"A child's learning is the function more of the characteristics of his classmates than those of the teacher." James Coleman, 1972

Thursday, July 26, 2018

Proposed Borrower Defense Rule Shortchanges Defrauded Students, Ends Accountability for For-Profit Colleges

    
For Immediate Release
July 25, 2018 
Proposed Borrower Defense Rule Shortchanges Defrauded Students, Ends Accountability for For-Profit Colleges
WASHINGTON, D.C. – Today, the U.S. Department of Education released a draft proposal to overhaul the Obama Administration’s Borrower Defense to Repaymentrule. The revision would alter how students secure loan forgiveness when institutions fail to deliver promised requisite skills and knowledge. Under the new proposal, student borrowers would qualify for corrective action only when they could document institutional misrepresentations related to the program of study. Further, borrowers would be required to prove that institutional misrepresentations were made with knowledge, intent or a reckless disregard for the truth. The draft also further insulates bad institutional actors from accountability—making it harder for defrauded students to gain relief and taxpayers to recoup the losses caused by the abusive behavior. 
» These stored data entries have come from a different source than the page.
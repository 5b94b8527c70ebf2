//! In-process simulated swarm
//!
//! Serves a torrent whose content comes from local files (or a synthetic
//! byte pattern) and "downloads" it into the save path piece by piece,
//! honoring file priorities and piece deadlines the way a real engine
//! would. Used by tests and by the CLI's simulation mode.

use std::collections::{HashMap, VecDeque};
use std::io::SeekFrom;
use std::path::{Path, PathBuf};
use std::sync::Arc;
use std::time::{Duration, Instant};

use async_trait::async_trait;
use parking_lot::Mutex;
use tokio::io::{AsyncReadExt, AsyncSeekExt, AsyncWriteExt};
use tokio::sync::watch;
use tokio_util::sync::CancellationToken;
use tracing::{debug, info, warn};

use super::backend::{BackendProvider, TorrentBackend};
use super::resume::ResumeState;
use super::{
    FileSpan, InfoHash, MagnetLink, PieceIndex, TorrentError, TorrentFile, TorrentMetadata,
};
use crate::config::{SeekstreamConfig, SimulationConfig};

/// Window over which the reported download rate is averaged.
const RATE_WINDOW: Duration = Duration::from_secs(1);

/// Byte found at `offset` of a synthetic torrent.
pub fn synthetic_byte(offset: u64) -> u8 {
    (offset % 251) as u8
}

#[derive(Debug, Clone)]
enum ContentSource {
    Synthetic,
    Directory(PathBuf),
}

/// Torrent layout plus where the simulated seeders read its bytes from.
#[derive(Debug, Clone)]
pub struct SimulatedTorrent {
    pub metadata: TorrentMetadata,
    source: ContentSource,
}

impl SimulatedTorrent {
    /// Builds a torrent whose bytes follow [`synthetic_byte`].
    pub fn synthetic(name: &str, piece_size: u64, files: &[(&str, u64)]) -> Self {
        let files = files
            .iter()
            .enumerate()
            .map(|(index, (path, size))| TorrentFile {
                index,
                path: path.to_string(),
                size: *size,
            })
            .collect();

        Self {
            metadata: TorrentMetadata {
                name: name.to_string(),
                piece_size,
                files,
            },
            source: ContentSource::Synthetic,
        }
    }

    /// Builds a torrent from every regular file below `dir`, in path order.
    ///
    /// # Errors
    /// - `TorrentError::Io` - Directory cannot be walked
    /// - `TorrentError::InvalidMagnet` - Zero piece size
    pub async fn from_directory(dir: &Path, piece_size: u64) -> Result<Self, TorrentError> {
        if piece_size == 0 {
            return Err(TorrentError::InvalidMagnet {
                reason: "piece size must be positive".to_string(),
            });
        }

        let mut found = Vec::new();
        let mut pending = vec![dir.to_path_buf()];
        while let Some(current) = pending.pop() {
            let mut entries = tokio::fs::read_dir(&current).await?;
            while let Some(entry) = entries.next_entry().await? {
                let file_type = entry.file_type().await?;
                if file_type.is_dir() {
                    pending.push(entry.path());
                } else if file_type.is_file() {
                    let size = entry.metadata().await?.len();
                    found.push((entry.path(), size));
                }
            }
        }

        let mut relative: Vec<(String, u64)> = found
            .into_iter()
            .filter_map(|(path, size)| {
                let rel = path.strip_prefix(dir).ok()?;
                let parts: Vec<String> = rel
                    .components()
                    .map(|c| c.as_os_str().to_string_lossy().into_owned())
                    .collect();
                Some((parts.join("/"), size))
            })
            .collect();
        relative.sort();

        let name = dir
            .file_name()
            .map(|n| n.to_string_lossy().into_owned())
            .unwrap_or_else(|| "torrent".to_string());

        let files = relative
            .into_iter()
            .enumerate()
            .map(|(index, (path, size))| TorrentFile { index, path, size })
            .collect();

        Ok(Self {
            metadata: TorrentMetadata {
                name,
                piece_size,
                files,
            },
            source: ContentSource::Directory(dir.to_path_buf()),
        })
    }

    async fn read_source(
        &self,
        file: &TorrentFile,
        local_offset: u64,
        length: usize,
        global_offset: u64,
    ) -> Result<Vec<u8>, TorrentError> {
        match &self.source {
            ContentSource::Synthetic => Ok((0..length as u64)
                .map(|i| synthetic_byte(global_offset + i))
                .collect()),
            ContentSource::Directory(root) => {
                let mut handle = tokio::fs::File::open(root.join(&file.path)).await?;
                handle.seek(SeekFrom::Start(local_offset)).await?;
                let mut buf = vec![0u8; length];
                handle.read_exact(&mut buf).await?;
                Ok(buf)
            }
        }
    }
}

/// Mutable swarm state guarded by a single lock.
struct SwarmState {
    info_hash: Option<InfoHash>,
    metadata_available: bool,
    have: Vec<bool>,
    deadlines: HashMap<u32, u32>,
    file_priorities: Vec<u8>,
    recent: VecDeque<(Instant, u64)>,
    closed: bool,
}

struct Inner {
    torrent: SimulatedTorrent,
    save_path: PathBuf,
    resume_dir: PathBuf,
    config: SimulationConfig,
    state: Mutex<SwarmState>,
    pieces_tx: watch::Sender<u64>,
    metadata_tx: watch::Sender<bool>,
    shutdown: CancellationToken,
}

/// Simulated backend for one session.
pub struct SimulatedBackend {
    inner: Arc<Inner>,
}

impl SimulatedBackend {
    /// Creates a backend that downloads `torrent` into `save_path`.
    pub fn new(torrent: SimulatedTorrent, save_path: &Path, config: &SeekstreamConfig) -> Self {
        let piece_count = torrent.metadata.piece_count() as usize;
        let file_count = torrent.metadata.files.len();
        let (pieces_tx, _) = watch::channel(0);
        let (metadata_tx, _) = watch::channel(false);

        Self {
            inner: Arc::new(Inner {
                save_path: save_path.to_path_buf(),
                resume_dir: save_path.join(config.streaming.resume_dir_name),
                config: config.simulation.clone(),
                state: Mutex::new(SwarmState {
                    info_hash: None,
                    metadata_available: false,
                    have: vec![false; piece_count],
                    deadlines: HashMap::new(),
                    file_priorities: vec![1; file_count],
                    recent: VecDeque::new(),
                    closed: false,
                }),
                torrent,
                pieces_tx,
                metadata_tx,
                shutdown: CancellationToken::new(),
            }),
        }
    }

    /// Downloads a single piece immediately, regardless of priorities.
    ///
    /// # Errors
    /// - `TorrentError::InvalidPieceIndex` - Piece outside the torrent
    /// - `TorrentError::Io` - Piece data could not be written
    pub async fn complete_piece(&self, piece: PieceIndex) -> Result<(), TorrentError> {
        self.inner.complete_piece(piece).await
    }

    /// Downloads every piece in the inclusive range.
    ///
    /// # Errors
    /// See [`SimulatedBackend::complete_piece`].
    pub async fn complete_pieces(&self, first: u32, last: u32) -> Result<(), TorrentError> {
        for piece in first..=last {
            self.inner.complete_piece(PieceIndex(piece)).await?;
        }
        Ok(())
    }

    /// Deadline currently attached to a piece, if any.
    pub fn piece_deadline(&self, piece: PieceIndex) -> Option<u32> {
        self.inner.state.lock().deadlines.get(&piece.0).copied()
    }

    /// Current per-file priorities.
    pub fn file_priorities(&self) -> Vec<u8> {
        self.inner.state.lock().file_priorities.clone()
    }

    /// Pieces the swarm would hand out next, most urgent first.
    pub fn next_pieces(&self, count: usize) -> Vec<PieceIndex> {
        self.inner.next_pieces(count)
    }

    /// Whether `close` has run.
    pub fn is_closed(&self) -> bool {
        self.inner.state.lock().closed
    }

    fn spawn_swarm(&self) {
        let inner = Arc::clone(&self.inner);
        tokio::spawn(async move {
            if !inner.config.metadata_delay.is_zero() {
                tokio::select! {
                    _ = inner.shutdown.cancelled() => return,
                    _ = tokio::time::sleep(inner.config.metadata_delay) => {}
                }
                inner.publish_metadata();
            }

            if !inner.config.auto_download {
                return;
            }

            loop {
                tokio::select! {
                    _ = inner.shutdown.cancelled() => break,
                    _ = tokio::time::sleep(inner.config.piece_interval) => {}
                }

                for piece in inner.next_pieces(inner.config.pieces_per_tick) {
                    if let Err(e) = inner.complete_piece(piece).await {
                        warn!(piece = %piece, error = %e, "Simulated piece download failed");
                    }
                }
            }
            debug!("Simulated swarm stopped");
        });
    }
}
If finalized, the rule will take effect July 2019. 
In response, Ashley Harrington, a Policy Counsel with the Center for Responsible Lending Counsel released the following statement: 
“This proposed draft reads more like a roadmap for institutions seeking to abuse students and avoid accountability and transparency rather than a plan to protect students and taxpayers. It ignores the pleas of more than 100,000 students, consumers, and taxpayers, as well as 31 state attorneys general who directly urged Secretary DeVos to stop shielding institutions and private companies.
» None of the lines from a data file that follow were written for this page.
#[cfg(test)]
mod tests {
    use std::path::Path;

    use proptest::prelude::*;

    use super::*;
    use crate::config::SeekstreamConfig;
    use crate::torrent::{MagnetLink, SimulatedBackend, SimulatedTorrent};

    const MAGNET: &str = "magnet:?xt=urn:btih:c12fe1c06bba254a9dc9f519b335aa7c1367a88a&dn=Demo";

    async fn setup(dir: &Path, config: &SeekstreamConfig) -> (Arc<SimulatedBackend>, StreamScheduler) {
        // 100-byte pieces: a.txt in piece 0, b.mkv across pieces 0..=10
        let torrent =
            SimulatedTorrent::synthetic("Demo", 100, &[("Demo/a.txt", 50), ("Demo/b.mkv", 1000)]);
        let backend = Arc::new(SimulatedBackend::new(torrent, dir, config));
        backend
            .add_magnet(&MagnetLink::parse(MAGNET).unwrap())
            .await
            .unwrap();
        backend.fetch_metadata().await.unwrap();

        let scheduler = StreamScheduler::new(
            backend.clone(),
            100,
            &config.streaming,
            CancellationToken::new(),
        );
        (backend, scheduler)
    }

    #[tokio::test]
    async fn test_select_file_computes_window() {
        let dir = tempfile::tempdir().unwrap();
        let (backend, scheduler) = setup(dir.path(), &SeekstreamConfig::for_testing()).await;

        let active = scheduler.select_file(1).await.unwrap();
        let window = active.window.unwrap();
        assert_eq!(window.first_piece, PieceIndex(0));
        assert_eq!(window.last_piece, PieceIndex(10));
        assert_eq!(backend.file_priorities(), vec![0, 1]);

        assert!(matches!(
            scheduler.select_file(5).await,
            Err(StreamError::Selection(SelectionError::OutOfRange { index: 5, file_count: 2 }))
        ));
    }

    #[tokio::test]
    async fn test_prime_header_blocks_until_piece_arrives() {
        let dir = tempfile::tempdir().unwrap();
        let (backend, scheduler) = setup(dir.path(), &SeekstreamConfig::for_testing()).await;
        let window = scheduler.select_file(1).await.unwrap().window.unwrap();

        let feeder = {
            let backend = backend.clone();
            tokio::spawn(async move {
                tokio::time::sleep(Duration::from_millis(30)).await;
                backend.complete_piece(PieceIndex(0)).await.unwrap();
            })
        };

        scheduler.prime_header(window).await.unwrap();
        assert!(backend.have(PieceIndex(0)));
        feeder.await.unwrap();
    }

    #[tokio::test]
    async fn test_prime_header_times_out() {
        let dir = tempfile::tempdir().unwrap();
        let mut config = SeekstreamConfig::for_testing();
        config.streaming.header_timeout = Duration::from_millis(20);
        let (backend, scheduler) = setup(dir.path(), &config).await;
        let window = scheduler.select_file(1).await.unwrap().window.unwrap();

        let result = scheduler.prime_header(window).await;
        assert!(matches!(
            result,
            Err(StreamError::PieceTimeout { piece: PieceIndex(0), .. })
        ));
        // The deadline request survives the timeout
        assert_eq!(backend.piece_deadline(PieceIndex(0)), Some(0));
    }

    #[tokio::test]
    async fn test_cancel_unblocks_wait() {
        let dir = tempfile::tempdir().unwrap();
        let (_backend, scheduler) = setup(dir.path(), &SeekstreamConfig::for_testing()).await;
        scheduler.select_file(1).await.unwrap();

        let token = scheduler.cancel_token().clone();
        tokio::spawn(async move {
            tokio::time::sleep(Duration::from_millis(10)).await;
            token.cancel();
        });

        let result = scheduler
            .wait_for_piece(PieceIndex(4), Duration::from_secs(30))
            .await;
        assert!(matches!(result, Err(StreamError::Cancelled)));
    }

    #[tokio::test]
    async fn test_schedule_remainder_is_strictly_increasing() {
        let dir = tempfile::tempdir().unwrap();
        let (backend, scheduler) = setup(dir.path(), &SeekstreamConfig::for_testing()).await;
        let window = scheduler.select_file(1).await.unwrap().window.unwrap();
        backend.complete_piece(PieceIndex(0)).await.unwrap();

        scheduler.schedule_remainder(window).await.unwrap();

        let deadlines: Vec<u32> = (1..=10)
            .map(|p| backend.piece_deadline(PieceIndex(p)).unwrap())
            .collect();
        assert!(deadlines.windows(2).all(|pair| pair[0] < pair[1]));
        assert_eq!(deadlines[0], 1000);
    }

    #[tokio::test]
    async fn test_file_switch_clears_previous_deadlines() {
        let dir = tempfile::tempdir().unwrap();
        let (backend, scheduler) = setup(dir.path(), &SeekstreamConfig::for_testing()).await;
        let window = scheduler.select_file(1).await.unwrap().window.unwrap();
        backend.complete_piece(PieceIndex(0)).await.unwrap();
        scheduler.schedule_remainder(window).await.unwrap();
        assert!(backend.piece_deadline(PieceIndex(5)).is_some());

        scheduler.select_file(0).await.unwrap();
        for piece in window.pieces() {
            assert_eq!(backend.piece_deadline(piece), None, "piece {piece}");
        }
        assert_eq!(backend.file_priorities(), vec![1, 0]);
    }

    #[tokio::test]
    async fn test_failed_switch_keeps_previous_file_active() {
        let dir = tempfile::tempdir().unwrap();
        let config = SeekstreamConfig::for_testing();
        let (backend, _) = setup(dir.path(), &config).await;
        // A smaller piece size than the torrent's pushes the window past the
        // last real piece, so clearing it fails partway through
        let scheduler =
            StreamScheduler::new(backend.clone(), 10, &config.streaming, CancellationToken::new());
        let first = scheduler.select_file(1).await.unwrap();
        assert!(first.window.unwrap().last_piece.0 >= 11);

        let result = scheduler.select_file(0).await;
        assert!(matches!(
            result,
            Err(StreamError::Backend(TorrentError::InvalidPieceIndex { .. }))
        ));
        assert_eq!(scheduler.active_file().await, Some(first));
        assert_eq!(scheduler.anchor().await, Some(first.window.unwrap().first_piece));
    }

    #[tokio::test]
    async fn test_seek_leaves_downloaded_pieces_alone() {
        let dir = tempfile::tempdir().unwrap();
        let (backend, scheduler) = setup(dir.path(), &SeekstreamConfig::for_testing()).await;
        scheduler.select_file(1).await.unwrap();
        backend.complete_pieces(5, 6).await.unwrap();

        // Offset 600 of b.mkv is torrent byte 650, piece 6
        scheduler.reprioritize_for_seek(600).await.unwrap();
        assert_eq!(scheduler.anchor().await, Some(PieceIndex(6)));
        assert_eq!(backend.piece_deadline(PieceIndex(5)), None);
        assert_eq!(backend.piece_deadline(PieceIndex(6)), None);
        assert_eq!(backend.piece_deadline(PieceIndex(7)), Some(1000));
        assert_eq!(backend.next_pieces(1), vec![PieceIndex(7)]);
    }

    #[tokio::test]
    async fn test_ensure_scheduled_reanchors_far_reads() {
        let dir = tempfile::tempdir().unwrap();
        let mut config = SeekstreamConfig::for_testing();
        config.streaming.seek_readahead_pieces = 2;
        let (backend, scheduler) = setup(dir.path(), &config).await;
        scheduler.select_file(1).await.unwrap();

        scheduler.ensure_scheduled(PieceIndex(2)).await.unwrap();
        assert_eq!(scheduler.anchor().await, Some(PieceIndex(0)));

        scheduler.ensure_scheduled(PieceIndex(9)).await.unwrap();
        assert_eq!(scheduler.anchor().await, Some(PieceIndex(9)));
        assert_eq!(backend.piece_deadline(PieceIndex(9)), Some(0));
        assert_eq!(backend.piece_deadline(PieceIndex(3)), None);

        // Reading back behind the anchor moves it again
        scheduler.ensure_scheduled(PieceIndex(1)).await.unwrap();
        assert_eq!(scheduler.anchor().await, Some(PieceIndex(1)));
        assert_eq!(backend.piece_deadline(PieceIndex(2)), Some(1000));
    }

    #[tokio::test(flavor = "multi_thread", worker_threads = 4)]
    async fn test_concurrent_seeks_settle_on_last_applied() {
        let dir = tempfile::tempdir().unwrap();
        let (backend, scheduler) = setup(dir.path(), &SeekstreamConfig::for_testing()).await;
        let scheduler = Arc::new(scheduler);
        scheduler.select_file(1).await.unwrap();

        let tasks: Vec<_> = (0..32u64)
            .map(|i| {
                let scheduler = scheduler.clone();
                let offset = (i * 37) % 1000;
                tokio::spawn(async move {
                    let generation = scheduler.reprioritize_for_seek(offset).await.unwrap();
                    (generation, offset)
                })
            })
            .collect();

        let mut applied = Vec::new();
        for task in tasks {
            applied.push(task.await.unwrap());
        }
        let (_, last_offset) = applied.iter().max_by_key(|(generation, _)| *generation).unwrap();
        let anchor = ((50 + last_offset) / 100) as u32;

        assert_eq!(scheduler.anchor().await, Some(PieceIndex(anchor)));
        for piece in 0..=10u32 {
            let expected = (piece >= anchor).then(|| (piece - anchor) * 1000);
            assert_eq!(backend.piece_deadline(PieceIndex(piece)), expected, "piece {piece}");
        }
    }

    proptest! {
        #[test]
        fn remainder_deadlines_strictly_increase(
            first in 0u32..10_000,
            len in 1u32..2_000,
            interval in 1u32..10_000,
        ) {
            let window = StreamWindow {
                file_index: 0,
                first_piece: PieceIndex(first),
                last_piece: PieceIndex(first + len - 1),
            };
            let schedule = deadline_schedule(window, interval);
            prop_assert_eq!(schedule.len() as u32, len - 1);
            prop_assert!(schedule.windows(2).all(|pair| pair[0].0 < pair[1].0 && pair[0].1 < pair[1].1));
            if let Some(&(piece, deadline)) = schedule.first() {
                prop_assert_eq!(piece, PieceIndex(first + 1));
                prop_assert!(deadline > 0);
            }
        }
    }
}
“Under this rule, the Department goes further than any proposal discussed at negotiated rulemaking, proposing that relief be limited to borrowers in default in addition to very limited access to relief. A better solution to this growing financial burden would be preventing as many defaults as possible and holding institutions to a higher standard. Millions of consumers and billions of taxpayer dollars are at stake. Early and effective intervention would spare borrowers the multiple ramifications of loan default, particularly to their credit scores and resulting higher costs for future credit.
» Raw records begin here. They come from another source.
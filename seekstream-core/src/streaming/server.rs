//! Range Streaming Server: HTTP framing for partially downloaded files
//!
//! Produces 200/206/416 responses whose bodies are pulled chunk by chunk from
//! a [`PieceProvider`]. Each chunk waits for its covering pieces; a failed
//! read ends the body with an error instead of short or zeroed data. When the
//! client goes away the body stream is dropped, which drops any pending
//! wait and the chunk's file handle with it.

use std::sync::Arc;

use axum::body::Body;
use axum::http::{HeaderValue, StatusCode, header};
use axum::response::{IntoResponse, Response};
use bytes::Bytes;
use futures::{Stream, stream};
use tracing::{debug, warn};

use super::provider::PieceProvider;
use super::range::parse_range_header;

/// Serves byte ranges of one file.
pub struct RangeStreamServer {
    provider: Arc<dyn PieceProvider>,
    content_type: String,
    chunk_size: usize,
}

impl RangeStreamServer {
    pub fn new(provider: Arc<dyn PieceProvider>, content_type: String, chunk_size: usize) -> Self {
        Self {
            provider,
            content_type,
            chunk_size: chunk_size.max(1),
        }
    }

    /// Builds the response for an optional `Range` header value.
    pub fn respond(&self, range_header: Option<&str>) -> Response {
        let size = self.provider.size();

        let range = match parse_range_header(range_header, size) {
            Ok(range) => range,
            Err(e) => {
                debug!(error = %e, size, "Rejecting range request");
                return Self::not_satisfiable(size);
            }
        };

        let (status, start, length) = match range {
            Some(r) => (StatusCode::PARTIAL_CONTENT, r.start, r.len()),
            None => (StatusCode::OK, 0, size),
        };

        let body = Body::from_stream(Self::chunk_stream(
            Arc::clone(&self.provider),
            start,
            length,
            self.chunk_size,
        ));

        let mut builder = Response::builder()
            .status(status)
            .header(header::CONTENT_TYPE, &self.content_type)
            .header(header::CONTENT_LENGTH, length.to_string())
            .header(header::ACCEPT_RANGES, "bytes");
        if let Some(range) = range {
            builder = builder.header(header::CONTENT_RANGE, range.content_range(size));
        }

        builder
            .body(body)
            .unwrap_or_else(|_| StatusCode::INTERNAL_SERVER_ERROR.into_response())
    }

    /// Builds the response for a raw `Range` header.
    ///
    /// A value that does not decode as visible ASCII is malformed and gets
    /// 416, same as any other unparsable range.
    pub fn respond_to_header(&self, range_header: Option<&HeaderValue>) -> Response {
        match range_header.map(HeaderValue::to_str).transpose() {
            Ok(range) => self.respond(range),
            Err(_) => {
                let size = self.provider.size();
                debug!(size, "Rejecting undecodable range header");
                Self::not_satisfiable(size)
            }
        }
    }

    fn not_satisfiable(size: u64) -> Response {
        let content_range = HeaderValue::from_str(&format!("bytes */{size}"))
            .unwrap_or_else(|_| HeaderValue::from_static("bytes */0"));
        (
            StatusCode::RANGE_NOT_SATISFIABLE,
            [(header::CONTENT_RANGE, content_range)],
        )
            .into_response()
    }

    fn chunk_stream(
        provider: Arc<dyn PieceProvider>,
        start: u64,
        length: u64,
        chunk_size: usize,
    ) -> impl Stream<Item = Result<Bytes, std::io::Error>> {
        let end = start + length;
        stream::unfold(Some(start), move |position| {
            let provider = Arc::clone(&provider);
            async move {
                let offset = position?;
                if offset >= end {
                    return None;
                }

                let want = (chunk_size as u64).min(end - offset) as usize;
                match provider.read_at(offset, want).await {
                    Ok(bytes) => {
                        let next = offset + bytes.len() as u64;
                        Some((Ok(bytes), Some(next)))
                    }
                    Err(e) => {
                        warn!(offset, error = %e, "Aborting response body");
                        Some((Err(std::io::Error::other(e.to_string())), None))
                    }
                }
            }
        })
    }
}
“The previous Borrower Defense rule was created to protect students and taxpayers from deceptive practices like that of ITT Tech and Corinthian Colleges that abruptly closed their doors after widespread abuses put them on the brink of bankruptcy and jeopardized the futures of thousands of students. This proposal shortchanges borrowers and will only inflate the growing $1.5 billion student loan debt crisis.”